The very true origins of fried chicken we will probably never know but the earliest known dish for crispy deep-fried chicken in English is hidden away in one of the most well-known culinary books of the 18th century by Hannah Glasse known as The Art of cookery Made Plain and Easy. Her dish had a strange name named “To Marinate Chickens” which was first in print in 1747. The book was a success in the United kingdom and more importantly in the American Colonies.
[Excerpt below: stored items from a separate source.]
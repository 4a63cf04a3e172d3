// Copyright (c) 2025 Fabstir
// SPDX-License-Identifier: BUSL-1.1
//! Deterministic cache keys for fetch requests

use sha2::{Digest, Sha256};
use std::fmt;

use crate::proxy::types::FetchRequest;

/// SHA-256 hex digest identifying equivalent requests
#[derive(Debug, Clone, PartialEq, Eq, Hash, PartialOrd, Ord)]
pub struct Fingerprint(String);

impl Fingerprint {
    /// Compute the key from the method, the URL without its fragment, the
    /// transport options, the selected headers, and the body digest.
    ///
    /// Only headers named in `header_names` participate; names compare
    /// case-insensitively and the subset is sorted, so caller header order
    /// never changes the key.
    pub fn compute(request: &FetchRequest, header_names: &[String]) -> Self {
        let mut url = request.url().clone();
        url.set_fragment(None);

        let wanted: Vec<String> = header_names.iter().map(|n| n.trim().to_lowercase()).collect();
        let mut selected: Vec<(String, String)> = request
            .headers()
            .iter()
            .filter_map(|(name, value)| {
                let name = name.trim().to_lowercase();
                wanted
                    .contains(&name)
                    .then(|| (name, value.trim().to_string()))
            })
            .collect();
        selected.sort();

        let mut hasher = Sha256::new();
        hasher.update(request.method().as_str().as_bytes());
        hasher.update(b"\n");
        hasher.update(url.as_str().as_bytes());
        hasher.update(b"\n");
        // Redirect and TLS options change what the upstream returns
        hasher.update(format!("redirects:{}\n", request.follow_redirects()).as_bytes());
        hasher.update(format!("verify:{}\n", request.verify_ssl()).as_bytes());
        for (name, value) in &selected {
            hasher.update(name.as_bytes());
            hasher.update(b":");
            hasher.update(value.as_bytes());
            hasher.update(b"\n");
        }
        if let Some(body) = request.body() {
            hasher.update(b"body:");
            hasher.update(Sha256::digest(body.as_bytes()));
        }

        Fingerprint(hex::encode(hasher.finalize()))
    }

    pub fn as_str(&self) -> &str {
        &self.0
    }
}

impl fmt::Display for Fingerprint {
    fn fmt(&self, f: &mut fmt::Formatter<'_>) -> fmt::Result {
        // Short form is enough to correlate log lines
        f.write_str(&self.0[..12.min(self.0.len())])
    }
}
Here is the original procedure...
Cut two chickens into quarters; marinate them in vinegar for 3-4 hours with pepper, salt, bay and a few cloves. Make a very thick batter first with ½ pint of wine and flour then the yolks of two eggsa little melted butter and nutmeg. Beat it all together thoroughly, dip yourchicken piecesin the batter and fry them in a high-quality deal of pork lardwhich must boil first before you put your fowl in. Let them be of light golden incolour and arrange them on your bowl with a garnish of fried parsley. Serve with lemons and a first-rate gravy. Today, we have swapped out the hog fat with Rapeseed oil which contains nearly zero trans fats and we use a brine of buttermilk and salt to season our chicken throughout. It’s amazing to think how far this mix has walked worldwide and how different cultures have adopted their own versions.